→ **Source material**
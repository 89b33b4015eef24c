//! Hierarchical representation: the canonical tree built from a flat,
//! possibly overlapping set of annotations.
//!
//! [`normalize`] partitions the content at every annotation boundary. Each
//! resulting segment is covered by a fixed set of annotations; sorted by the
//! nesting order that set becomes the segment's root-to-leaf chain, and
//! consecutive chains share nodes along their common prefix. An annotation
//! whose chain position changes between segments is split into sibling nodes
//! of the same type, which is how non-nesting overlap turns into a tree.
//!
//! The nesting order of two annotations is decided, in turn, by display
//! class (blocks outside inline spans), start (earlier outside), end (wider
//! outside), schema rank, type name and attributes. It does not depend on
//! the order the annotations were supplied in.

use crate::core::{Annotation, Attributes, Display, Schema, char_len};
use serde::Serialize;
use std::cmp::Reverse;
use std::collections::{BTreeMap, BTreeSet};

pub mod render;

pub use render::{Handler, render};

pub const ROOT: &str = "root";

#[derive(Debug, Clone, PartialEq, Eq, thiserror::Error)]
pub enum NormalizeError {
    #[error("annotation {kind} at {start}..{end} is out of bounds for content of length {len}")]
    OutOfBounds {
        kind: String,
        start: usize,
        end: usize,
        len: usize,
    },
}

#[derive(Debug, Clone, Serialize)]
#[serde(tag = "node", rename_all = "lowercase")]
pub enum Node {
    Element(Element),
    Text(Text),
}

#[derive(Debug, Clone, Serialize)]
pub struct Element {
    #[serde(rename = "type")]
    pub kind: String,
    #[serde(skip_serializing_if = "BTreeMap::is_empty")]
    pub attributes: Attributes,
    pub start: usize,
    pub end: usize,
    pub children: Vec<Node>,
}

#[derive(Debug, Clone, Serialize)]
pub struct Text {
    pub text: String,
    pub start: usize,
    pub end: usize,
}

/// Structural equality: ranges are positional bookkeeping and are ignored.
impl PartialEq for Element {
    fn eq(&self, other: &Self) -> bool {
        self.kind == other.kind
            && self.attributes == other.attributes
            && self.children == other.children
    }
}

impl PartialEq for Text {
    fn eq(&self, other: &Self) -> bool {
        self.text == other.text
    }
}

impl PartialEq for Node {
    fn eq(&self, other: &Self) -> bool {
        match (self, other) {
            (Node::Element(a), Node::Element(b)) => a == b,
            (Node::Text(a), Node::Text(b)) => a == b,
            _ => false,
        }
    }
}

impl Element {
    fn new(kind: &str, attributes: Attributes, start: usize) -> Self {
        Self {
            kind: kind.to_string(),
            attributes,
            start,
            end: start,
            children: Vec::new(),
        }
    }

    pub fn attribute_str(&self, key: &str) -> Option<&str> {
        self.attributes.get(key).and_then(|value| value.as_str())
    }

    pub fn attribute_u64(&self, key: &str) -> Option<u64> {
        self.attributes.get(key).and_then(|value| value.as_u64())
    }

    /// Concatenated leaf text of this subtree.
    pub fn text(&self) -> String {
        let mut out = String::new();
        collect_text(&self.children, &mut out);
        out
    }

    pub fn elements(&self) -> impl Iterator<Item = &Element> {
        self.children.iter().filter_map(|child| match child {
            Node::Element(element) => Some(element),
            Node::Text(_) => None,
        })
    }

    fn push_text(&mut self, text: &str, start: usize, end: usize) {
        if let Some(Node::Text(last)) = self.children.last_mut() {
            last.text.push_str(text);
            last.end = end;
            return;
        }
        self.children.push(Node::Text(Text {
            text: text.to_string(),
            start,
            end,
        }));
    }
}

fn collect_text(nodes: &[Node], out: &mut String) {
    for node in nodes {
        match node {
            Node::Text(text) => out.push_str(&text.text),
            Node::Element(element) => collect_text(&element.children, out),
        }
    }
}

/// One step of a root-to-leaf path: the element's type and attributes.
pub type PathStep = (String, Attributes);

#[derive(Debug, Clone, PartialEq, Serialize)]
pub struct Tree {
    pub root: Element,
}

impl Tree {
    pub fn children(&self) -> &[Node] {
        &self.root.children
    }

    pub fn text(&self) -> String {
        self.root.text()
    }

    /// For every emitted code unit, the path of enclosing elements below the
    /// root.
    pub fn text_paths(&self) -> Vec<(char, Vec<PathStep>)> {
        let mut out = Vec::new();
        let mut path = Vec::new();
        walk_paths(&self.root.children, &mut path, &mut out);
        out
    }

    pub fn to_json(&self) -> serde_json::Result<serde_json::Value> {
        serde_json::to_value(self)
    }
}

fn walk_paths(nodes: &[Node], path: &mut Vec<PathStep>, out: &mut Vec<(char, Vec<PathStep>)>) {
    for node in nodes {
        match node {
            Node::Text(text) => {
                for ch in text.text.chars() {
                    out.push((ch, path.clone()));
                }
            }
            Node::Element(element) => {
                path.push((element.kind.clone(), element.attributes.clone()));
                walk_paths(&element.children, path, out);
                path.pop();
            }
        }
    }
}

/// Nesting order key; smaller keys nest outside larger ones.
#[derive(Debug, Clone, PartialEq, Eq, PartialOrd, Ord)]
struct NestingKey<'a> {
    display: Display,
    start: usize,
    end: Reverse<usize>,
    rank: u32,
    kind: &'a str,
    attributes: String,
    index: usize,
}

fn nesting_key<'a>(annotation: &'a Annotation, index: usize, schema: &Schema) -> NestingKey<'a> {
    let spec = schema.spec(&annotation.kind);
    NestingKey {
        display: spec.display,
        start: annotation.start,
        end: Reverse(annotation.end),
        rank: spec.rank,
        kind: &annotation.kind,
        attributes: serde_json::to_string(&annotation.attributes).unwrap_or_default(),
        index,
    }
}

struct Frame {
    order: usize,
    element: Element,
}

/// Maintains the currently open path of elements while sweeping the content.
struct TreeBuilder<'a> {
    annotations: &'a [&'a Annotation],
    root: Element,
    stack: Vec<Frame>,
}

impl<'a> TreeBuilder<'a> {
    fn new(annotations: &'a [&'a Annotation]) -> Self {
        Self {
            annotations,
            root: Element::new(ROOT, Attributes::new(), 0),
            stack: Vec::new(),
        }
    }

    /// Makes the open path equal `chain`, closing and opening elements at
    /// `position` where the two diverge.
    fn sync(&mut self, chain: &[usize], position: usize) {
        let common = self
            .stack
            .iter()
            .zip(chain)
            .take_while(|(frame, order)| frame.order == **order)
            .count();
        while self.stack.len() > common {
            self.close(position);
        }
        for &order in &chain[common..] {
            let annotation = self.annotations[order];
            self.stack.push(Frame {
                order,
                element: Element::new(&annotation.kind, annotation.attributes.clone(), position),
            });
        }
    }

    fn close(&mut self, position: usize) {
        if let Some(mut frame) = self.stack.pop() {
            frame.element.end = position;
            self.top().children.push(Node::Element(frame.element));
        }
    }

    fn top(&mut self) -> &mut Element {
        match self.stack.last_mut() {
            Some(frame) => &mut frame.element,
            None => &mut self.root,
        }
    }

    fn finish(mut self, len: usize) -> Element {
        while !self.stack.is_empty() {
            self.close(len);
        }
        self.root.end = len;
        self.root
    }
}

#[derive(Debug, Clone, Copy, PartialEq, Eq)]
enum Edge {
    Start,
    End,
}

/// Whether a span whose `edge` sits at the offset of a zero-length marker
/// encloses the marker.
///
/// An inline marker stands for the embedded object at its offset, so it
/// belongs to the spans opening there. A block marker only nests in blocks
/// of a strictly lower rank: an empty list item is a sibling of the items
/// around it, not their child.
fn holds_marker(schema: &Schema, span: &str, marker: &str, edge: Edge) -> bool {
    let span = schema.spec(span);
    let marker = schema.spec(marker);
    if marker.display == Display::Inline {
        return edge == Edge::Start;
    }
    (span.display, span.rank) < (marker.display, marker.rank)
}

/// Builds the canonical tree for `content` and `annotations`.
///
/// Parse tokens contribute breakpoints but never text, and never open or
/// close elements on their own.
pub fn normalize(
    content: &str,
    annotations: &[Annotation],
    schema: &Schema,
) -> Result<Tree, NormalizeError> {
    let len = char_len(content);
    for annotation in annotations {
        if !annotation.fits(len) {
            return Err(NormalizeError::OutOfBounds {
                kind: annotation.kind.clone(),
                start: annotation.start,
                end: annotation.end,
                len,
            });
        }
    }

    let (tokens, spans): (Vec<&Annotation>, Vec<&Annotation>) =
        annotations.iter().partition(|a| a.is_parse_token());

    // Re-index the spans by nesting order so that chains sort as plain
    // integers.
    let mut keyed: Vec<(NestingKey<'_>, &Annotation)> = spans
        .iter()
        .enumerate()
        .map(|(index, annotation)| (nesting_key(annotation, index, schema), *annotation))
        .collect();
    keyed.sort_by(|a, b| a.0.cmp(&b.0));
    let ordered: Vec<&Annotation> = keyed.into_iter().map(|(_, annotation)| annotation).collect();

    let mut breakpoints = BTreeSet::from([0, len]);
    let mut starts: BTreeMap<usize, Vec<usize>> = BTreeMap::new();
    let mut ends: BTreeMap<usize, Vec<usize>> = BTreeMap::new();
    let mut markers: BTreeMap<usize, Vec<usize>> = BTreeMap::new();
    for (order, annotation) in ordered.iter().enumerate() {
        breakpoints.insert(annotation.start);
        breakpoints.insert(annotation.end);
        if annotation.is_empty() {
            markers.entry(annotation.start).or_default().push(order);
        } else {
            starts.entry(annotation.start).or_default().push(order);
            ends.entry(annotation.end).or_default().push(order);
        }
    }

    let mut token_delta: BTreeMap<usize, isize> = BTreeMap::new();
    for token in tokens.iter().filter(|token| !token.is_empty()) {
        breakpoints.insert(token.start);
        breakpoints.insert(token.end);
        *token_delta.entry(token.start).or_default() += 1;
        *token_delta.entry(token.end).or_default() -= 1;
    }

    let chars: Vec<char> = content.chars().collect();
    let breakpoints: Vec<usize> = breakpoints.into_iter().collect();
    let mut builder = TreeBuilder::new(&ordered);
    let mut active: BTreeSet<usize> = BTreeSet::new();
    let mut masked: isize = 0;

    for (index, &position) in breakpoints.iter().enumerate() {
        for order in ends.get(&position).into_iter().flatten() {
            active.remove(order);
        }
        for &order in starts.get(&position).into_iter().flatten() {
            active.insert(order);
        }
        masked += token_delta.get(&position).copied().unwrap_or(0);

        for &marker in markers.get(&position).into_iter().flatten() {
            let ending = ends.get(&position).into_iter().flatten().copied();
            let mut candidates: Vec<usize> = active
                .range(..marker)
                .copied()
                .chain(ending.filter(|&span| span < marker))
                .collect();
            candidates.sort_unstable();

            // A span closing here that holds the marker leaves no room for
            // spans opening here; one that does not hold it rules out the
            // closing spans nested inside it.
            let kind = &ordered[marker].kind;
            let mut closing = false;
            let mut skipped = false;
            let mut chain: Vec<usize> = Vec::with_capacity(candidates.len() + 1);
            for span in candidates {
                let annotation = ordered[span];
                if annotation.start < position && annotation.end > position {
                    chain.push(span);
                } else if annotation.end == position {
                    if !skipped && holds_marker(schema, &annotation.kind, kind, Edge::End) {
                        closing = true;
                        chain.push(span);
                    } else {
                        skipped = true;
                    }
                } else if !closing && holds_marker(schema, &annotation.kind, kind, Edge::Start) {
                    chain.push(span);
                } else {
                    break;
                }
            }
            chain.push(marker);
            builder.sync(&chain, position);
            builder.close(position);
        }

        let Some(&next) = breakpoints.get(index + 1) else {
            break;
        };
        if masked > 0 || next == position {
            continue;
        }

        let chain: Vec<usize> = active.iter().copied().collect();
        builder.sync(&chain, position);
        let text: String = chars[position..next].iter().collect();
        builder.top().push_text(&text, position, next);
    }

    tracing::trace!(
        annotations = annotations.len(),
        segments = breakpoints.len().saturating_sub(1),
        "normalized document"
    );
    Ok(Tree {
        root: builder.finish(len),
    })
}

→ **Activity**
What lines of the material contain "next"? Show them.

→ **Answer box**
        let Some(&next) = breakpoints.get(index + 1) else {
        if masked > 0 || next == position {
        let text: String = chars[position..next].iter().collect();
        builder.top().push_text(&text, position, next);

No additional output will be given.